Requirement:
Within the listing below, locate all lines containing the word "true". Copy each one.

......

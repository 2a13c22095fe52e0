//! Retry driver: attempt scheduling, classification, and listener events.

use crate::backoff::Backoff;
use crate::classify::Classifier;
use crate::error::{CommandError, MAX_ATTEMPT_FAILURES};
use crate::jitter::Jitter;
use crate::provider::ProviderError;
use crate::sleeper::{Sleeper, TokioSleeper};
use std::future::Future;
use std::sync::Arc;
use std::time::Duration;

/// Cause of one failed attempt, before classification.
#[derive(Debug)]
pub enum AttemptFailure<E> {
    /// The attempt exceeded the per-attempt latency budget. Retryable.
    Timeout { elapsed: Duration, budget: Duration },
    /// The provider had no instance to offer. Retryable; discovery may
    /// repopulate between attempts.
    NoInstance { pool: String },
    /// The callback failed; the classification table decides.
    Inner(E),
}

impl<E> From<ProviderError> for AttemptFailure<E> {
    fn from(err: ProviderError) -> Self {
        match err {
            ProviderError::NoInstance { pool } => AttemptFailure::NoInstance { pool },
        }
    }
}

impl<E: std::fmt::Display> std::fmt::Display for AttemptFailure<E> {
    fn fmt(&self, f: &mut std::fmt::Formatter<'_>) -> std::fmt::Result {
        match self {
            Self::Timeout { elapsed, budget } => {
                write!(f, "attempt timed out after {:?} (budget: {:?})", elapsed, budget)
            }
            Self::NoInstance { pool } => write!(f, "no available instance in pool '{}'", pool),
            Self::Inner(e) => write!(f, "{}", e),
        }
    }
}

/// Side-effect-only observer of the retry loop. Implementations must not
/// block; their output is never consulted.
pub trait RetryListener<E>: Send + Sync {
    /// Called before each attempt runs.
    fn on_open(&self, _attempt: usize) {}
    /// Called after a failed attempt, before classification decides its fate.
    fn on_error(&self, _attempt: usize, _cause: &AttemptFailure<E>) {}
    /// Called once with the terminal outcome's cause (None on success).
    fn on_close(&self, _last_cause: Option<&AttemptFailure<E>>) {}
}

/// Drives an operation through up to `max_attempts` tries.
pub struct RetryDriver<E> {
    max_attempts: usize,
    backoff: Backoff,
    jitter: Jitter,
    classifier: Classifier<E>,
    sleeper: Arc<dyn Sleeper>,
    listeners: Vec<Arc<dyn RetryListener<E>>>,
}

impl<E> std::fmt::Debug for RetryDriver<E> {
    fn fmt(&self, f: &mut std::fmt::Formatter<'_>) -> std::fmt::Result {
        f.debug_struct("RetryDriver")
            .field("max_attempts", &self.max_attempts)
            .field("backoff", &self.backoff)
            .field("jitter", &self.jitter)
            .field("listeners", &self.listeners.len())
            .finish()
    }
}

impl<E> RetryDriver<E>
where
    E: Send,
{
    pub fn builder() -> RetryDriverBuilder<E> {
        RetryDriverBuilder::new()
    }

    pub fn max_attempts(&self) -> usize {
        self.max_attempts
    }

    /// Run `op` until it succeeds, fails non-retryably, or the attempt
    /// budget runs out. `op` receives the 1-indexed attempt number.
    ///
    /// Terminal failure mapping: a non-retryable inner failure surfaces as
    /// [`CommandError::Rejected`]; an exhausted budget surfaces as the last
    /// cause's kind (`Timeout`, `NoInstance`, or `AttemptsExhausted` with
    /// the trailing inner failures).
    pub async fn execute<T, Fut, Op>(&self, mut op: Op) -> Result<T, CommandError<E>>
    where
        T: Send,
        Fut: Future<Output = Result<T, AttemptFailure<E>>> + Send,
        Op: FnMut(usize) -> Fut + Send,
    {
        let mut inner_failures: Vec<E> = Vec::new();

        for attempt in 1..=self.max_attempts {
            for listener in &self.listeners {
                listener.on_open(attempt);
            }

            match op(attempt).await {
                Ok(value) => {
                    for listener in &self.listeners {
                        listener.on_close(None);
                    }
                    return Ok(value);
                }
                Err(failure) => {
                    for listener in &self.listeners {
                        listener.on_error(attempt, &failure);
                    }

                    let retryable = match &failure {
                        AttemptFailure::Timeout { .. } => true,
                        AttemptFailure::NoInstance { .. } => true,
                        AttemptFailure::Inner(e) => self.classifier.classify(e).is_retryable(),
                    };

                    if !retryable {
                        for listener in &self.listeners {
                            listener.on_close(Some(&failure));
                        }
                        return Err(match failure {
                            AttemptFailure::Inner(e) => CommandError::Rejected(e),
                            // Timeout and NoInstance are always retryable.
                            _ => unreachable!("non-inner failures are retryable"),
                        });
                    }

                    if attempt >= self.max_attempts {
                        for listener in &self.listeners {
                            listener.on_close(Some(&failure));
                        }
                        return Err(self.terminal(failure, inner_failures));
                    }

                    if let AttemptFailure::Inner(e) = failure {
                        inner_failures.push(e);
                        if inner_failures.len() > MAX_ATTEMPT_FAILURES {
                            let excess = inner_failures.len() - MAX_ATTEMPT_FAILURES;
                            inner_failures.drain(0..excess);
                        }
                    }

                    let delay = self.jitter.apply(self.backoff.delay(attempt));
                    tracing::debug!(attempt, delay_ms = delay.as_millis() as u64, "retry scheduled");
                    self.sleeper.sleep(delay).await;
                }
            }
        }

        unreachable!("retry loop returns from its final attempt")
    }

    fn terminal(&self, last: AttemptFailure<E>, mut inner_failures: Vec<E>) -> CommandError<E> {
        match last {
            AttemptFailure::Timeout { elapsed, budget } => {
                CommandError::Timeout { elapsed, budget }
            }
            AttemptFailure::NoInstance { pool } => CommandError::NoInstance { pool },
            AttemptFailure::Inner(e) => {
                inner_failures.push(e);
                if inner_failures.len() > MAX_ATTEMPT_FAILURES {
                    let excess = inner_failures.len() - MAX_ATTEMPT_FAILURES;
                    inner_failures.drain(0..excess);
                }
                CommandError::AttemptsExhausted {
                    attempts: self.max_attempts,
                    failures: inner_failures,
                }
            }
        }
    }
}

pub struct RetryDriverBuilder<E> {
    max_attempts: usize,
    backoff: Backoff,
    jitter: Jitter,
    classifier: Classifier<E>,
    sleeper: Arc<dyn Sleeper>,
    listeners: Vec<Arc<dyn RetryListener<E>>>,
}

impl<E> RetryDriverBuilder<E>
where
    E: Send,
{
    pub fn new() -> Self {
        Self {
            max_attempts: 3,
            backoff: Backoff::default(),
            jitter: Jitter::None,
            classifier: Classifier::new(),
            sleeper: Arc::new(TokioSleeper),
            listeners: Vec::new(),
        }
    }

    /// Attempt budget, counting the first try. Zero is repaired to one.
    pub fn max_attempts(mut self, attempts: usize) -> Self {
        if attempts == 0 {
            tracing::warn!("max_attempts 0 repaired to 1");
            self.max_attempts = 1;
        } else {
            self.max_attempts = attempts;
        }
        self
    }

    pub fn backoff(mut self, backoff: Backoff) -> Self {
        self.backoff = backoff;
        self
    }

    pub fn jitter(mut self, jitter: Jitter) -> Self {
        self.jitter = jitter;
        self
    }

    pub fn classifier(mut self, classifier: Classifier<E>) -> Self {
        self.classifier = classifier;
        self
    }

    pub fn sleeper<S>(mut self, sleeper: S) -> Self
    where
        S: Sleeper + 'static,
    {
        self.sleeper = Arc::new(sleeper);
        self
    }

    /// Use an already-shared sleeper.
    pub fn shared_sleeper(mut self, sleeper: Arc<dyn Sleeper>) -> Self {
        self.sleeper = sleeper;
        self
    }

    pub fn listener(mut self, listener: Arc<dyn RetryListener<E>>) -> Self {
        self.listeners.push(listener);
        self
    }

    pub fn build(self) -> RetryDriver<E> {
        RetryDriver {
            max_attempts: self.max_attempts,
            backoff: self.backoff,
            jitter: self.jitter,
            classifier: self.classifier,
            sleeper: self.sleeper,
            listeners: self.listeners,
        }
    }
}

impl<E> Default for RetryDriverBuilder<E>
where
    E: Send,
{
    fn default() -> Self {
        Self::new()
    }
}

......

Exercise solution:
                        AttemptFailure::Timeout { .. } => true,
                        AttemptFailure::NoInstance { .. } => true,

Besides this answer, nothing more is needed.